Content starts

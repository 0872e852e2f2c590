//! Registry of named tunnels and their public ports
//!
//! The server registers a tunnel when it starts (its configured name) and
//! whenever an agent announces itself on the control channel. The discovery
//! endpoint only reads snapshots via [`TunnelRegistry::listing`].

use serde::{Deserialize, Serialize};
use std::collections::HashMap;
use std::sync::atomic::{AtomicU64, Ordering};
use std::sync::{Arc, RwLock};

/// A registered tunnel
#[derive(Debug, Clone, PartialEq, Eq)]
pub struct TunnelEntry {
    /// Tunnel name announced by the agent or configured on the server
    pub name: String,
    /// Externally reachable user-facing port
    pub port: u16,
    /// When this registration happened
    pub registered_at: chrono::DateTime<chrono::Utc>,
    /// Unique per registration; a re-registration gets a new one
    pub generation: u64,
}

/// Public view of one tunnel as served by discovery
#[derive(Debug, Clone, PartialEq, Eq, Serialize, Deserialize)]
pub struct TunnelSummary {
    pub name: String,
    pub port: u16,
}

/// Discovery document: `{"list":[{"name":..,"port":..}]}`
#[derive(Debug, Clone, Default, PartialEq, Eq, Serialize, Deserialize)]
pub struct TunnelListing {
    pub list: Vec<TunnelSummary>,
}

/// Thread-safe registry of named tunnels
#[derive(Debug, Clone, Default)]
pub struct TunnelRegistry {
    tunnels: Arc<RwLock<HashMap<String, TunnelEntry>>>,
    generations: Arc<AtomicU64>,
}

impl TunnelRegistry {
    /// Create a new empty registry
    pub fn new() -> Self {
        Self::default()
    }

    /// Register a tunnel, replacing any previous registration under the same name.
    ///
    /// Returns the replaced entry, if any.
    pub fn register_tunnel(&self, name: impl Into<String>, port: u16) -> Option<TunnelEntry> {
        self.claim_tunnel(name, port).1
    }

    /// Register a tunnel and return the new entry along with the replaced one.
    ///
    /// Keep the new entry's `generation` to remove exactly this registration
    /// later with [`unregister_if`](Self::unregister_if).
    pub fn claim_tunnel(
        &self,
        name: impl Into<String>,
        port: u16,
    ) -> (TunnelEntry, Option<TunnelEntry>) {
        let entry = TunnelEntry {
            name: name.into(),
            port,
            registered_at: chrono::Utc::now(),
            generation: self.generations.fetch_add(1, Ordering::Relaxed) + 1,
        };

        let old = match self.tunnels.write() {
            Ok(mut tunnels) => tunnels.insert(entry.name.clone(), entry.clone()),
            Err(_) => return (entry, None),
        };

        if let Some(ref replaced) = old {
            tracing::info!(
                name = %entry.name,
                port = entry.port,
                old_port = replaced.port,
                "Re-registered tunnel"
            );
        } else {
            tracing::info!(name = %entry.name, port = entry.port, "Registered tunnel");
        }

        (entry, old)
    }

    /// Remove a tunnel by name
    pub fn unregister_tunnel(&self, name: &str) -> Option<TunnelEntry> {
        let removed = self
            .tunnels
            .write()
            .ok()
            .and_then(|mut tunnels| tunnels.remove(name));

        if removed.is_some() {
            tracing::info!(name = %name, "Unregistered tunnel");
        } else {
            tracing::debug!(name = %name, "Attempted to unregister unknown tunnel");
        }

        removed
    }

    /// Remove `name` only if it is still the registration with `generation`.
    ///
    /// Returns `None` when the name is gone or was registered again since.
    pub fn unregister_if(&self, name: &str, generation: u64) -> Option<TunnelEntry> {
        let removed = self.tunnels.write().ok().and_then(|mut tunnels| {
            let owned =
                matches!(tunnels.get(name), Some(entry) if entry.generation == generation);
            if owned {
                tunnels.remove(name)
            } else {
                None
            }
        });

        if removed.is_some() {
            tracing::info!(name = %name, "Unregistered tunnel");
        } else {
            tracing::debug!(name = %name, generation, "Registration superseded, keeping tunnel");
        }

        removed
    }

    pub fn get(&self, name: &str) -> Option<TunnelEntry> {
        self.tunnels
            .read()
            .ok()
            .and_then(|tunnels| tunnels.get(name).cloned())
    }

    /// All registered tunnels, sorted by name
    pub fn list_tunnels(&self) -> Vec<TunnelEntry> {
        let mut entries: Vec<TunnelEntry> = match self.tunnels.read() {
            Ok(tunnels) => tunnels.values().cloned().collect(),
            Err(_) => Vec::new(),
        };
        entries.sort_by(|a, b| a.name.cmp(&b.name));
        entries
    }

    /// Snapshot in discovery format
    pub fn listing(&self) -> TunnelListing {
        TunnelListing {
            list: self
                .list_tunnels()
                .into_iter()
                .map(|entry| TunnelSummary {
                    name: entry.name,
                    port: entry.port,
                })
                .collect(),
        }
    }

    pub fn count(&self) -> usize {
        self.tunnels.read().map(|t| t.len()).unwrap_or(0)
    }
}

Content ends

Task directions> Give back the material above in its entirety, with every word intact.

Result of the task>
repository 0872e852e2f2c590
//! Registry of named tunnels and their public ports
//!
//! The server registers a tunnel when it starts (its configured name) and
//! whenever an agent announces itself on the control channel. The discovery
//! endpoint only reads snapshots via [`TunnelRegistry::listing`].

use serde::{Deserialize, Serialize};
use std::collections::HashMap;
use std::sync::atomic::{AtomicU64, Ordering};
use std::sync::{Arc, RwLock};

/// A registered tunnel
#[derive(Debug, Clone, PartialEq, Eq)]
pub struct TunnelEntry {
    /// Tunnel name announced by the agent or configured on the server
    pub name: String,
    /// Externally reachable user-facing port
    pub port: u16,
    /// When this registration happened
    pub registered_at: chrono::DateTime<chrono::Utc>,
    /// Unique per registration; a re-registration gets a new one
    pub generation: u64,
}

/// Public view of one tunnel as served by discovery
#[derive(Debug, Clone, PartialEq, Eq, Serialize, Deserialize)]
pub struct TunnelSummary {
    pub name: String,
    pub port: u16,
}

/// Discovery document: `{"list":[{"name":..,"port":..}]}`
#[derive(Debug, Clone, Default, PartialEq, Eq, Serialize, Deserialize)]
pub struct TunnelListing {
    pub list: Vec<TunnelSummary>,
}

/// Thread-safe registry of named tunnels
#[derive(Debug, Clone, Default)]
pub struct TunnelRegistry {
    tunnels: Arc<RwLock<HashMap<String, TunnelEntry>>>,
    generations: Arc<AtomicU64>,
}

impl TunnelRegistry {
    /// Create a new empty registry
    pub fn new() -> Self {
        Self::default()
    }

    /// Register a tunnel, replacing any previous registration under the same name.
    ///
    /// Returns the replaced entry, if any.
    pub fn register_tunnel(&self, name: impl Into<String>, port: u16) -> Option<TunnelEntry> {
        self.claim_tunnel(name, port).1
    }

    /// Register a tunnel and return the new entry along with the replaced one.
    ///
    /// Keep the new entry's `generation` to remove exactly this registration
    /// later with [`unregister_if`](Self::unregister_if).
    pub fn claim_tunnel(
        &self,
        name: impl Into<String>,
        port: u16,
    ) -> (TunnelEntry, Option<TunnelEntry>) {
        let entry = TunnelEntry {
            name: name.into(),
            port,
            registered_at: chrono::Utc::now(),
            generation: self.generations.fetch_add(1, Ordering::Relaxed) + 1,
        };

        let old = match self.tunnels.write() {
            Ok(mut tunnels) => tunnels.insert(entry.name.clone(), entry.clone()),
            Err(_) => return (entry, None),
        };

        if let Some(ref replaced) = old {
            tracing::info!(
                name = %entry.name,
                port = entry.port,
                old_port = replaced.port,
                "Re-registered tunnel"
            );
        } else {
            tracing::info!(name = %entry.name, port = entry.port, "Registered tunnel");
        }

        (entry, old)
    }

    /// Remove a tunnel by name
    pub fn unregister_tunnel(&self, name: &str) -> Option<TunnelEntry> {
        let removed = self
            .tunnels
            .write()
            .ok()
            .and_then(|mut tunnels| tunnels.remove(name));

        if removed.is_some() {
            tracing::info!(name = %name, "Unregistered tunnel");
        } else {
            tracing::debug!(name = %name, "Attempted to unregister unknown tunnel");
        }

        removed
    }

    /// Remove `name` only if it is still the registration with `generation`.
    ///
    /// Returns `None` when the name is gone or was registered again since.
    pub fn unregister_if(&self, name: &str, generation: u64) -> Option<TunnelEntry> {
        let removed = self.tunnels.write().ok().and_then(|mut tunnels| {
            let owned =
                matches!(tunnels.get(name), Some(entry) if entry.generation == generation);
            if owned {
                tunnels.remove(name)
            } else {
                None
            }
        });

        if removed.is_some() {
            tracing::info!(name = %name, "Unregistered tunnel");
        } else {
            tracing::debug!(name = %name, generation, "Registration superseded, keeping tunnel");
        }

        removed
    }

    pub fn get(&self, name: &str) -> Option<TunnelEntry> {
        self.tunnels
            .read()
            .ok()
            .and_then(|tunnels| tunnels.get(name).cloned())
    }

    /// All registered tunnels, sorted by name
    pub fn list_tunnels(&self) -> Vec<TunnelEntry> {
        let mut entries: Vec<TunnelEntry> = match self.tunnels.read() {
            Ok(tunnels) => tunnels.values().cloned().collect(),
            Err(_) => Vec::new(),
        };
        entries.sort_by(|a, b| a.name.cmp(&b.name));
        entries
    }

    /// Snapshot in discovery format
    pub fn listing(&self) -> TunnelListing {
        TunnelListing {
            list: self
                .list_tunnels()
                .into_iter()
                .map(|entry| TunnelSummary {
                    name: entry.name,
                    port: entry.port,
                })
                .collect(),
        }
    }

    pub fn count(&self) -> usize {
        self.tunnels.read().map(|t| t.len()).unwrap_or(0)
    }
}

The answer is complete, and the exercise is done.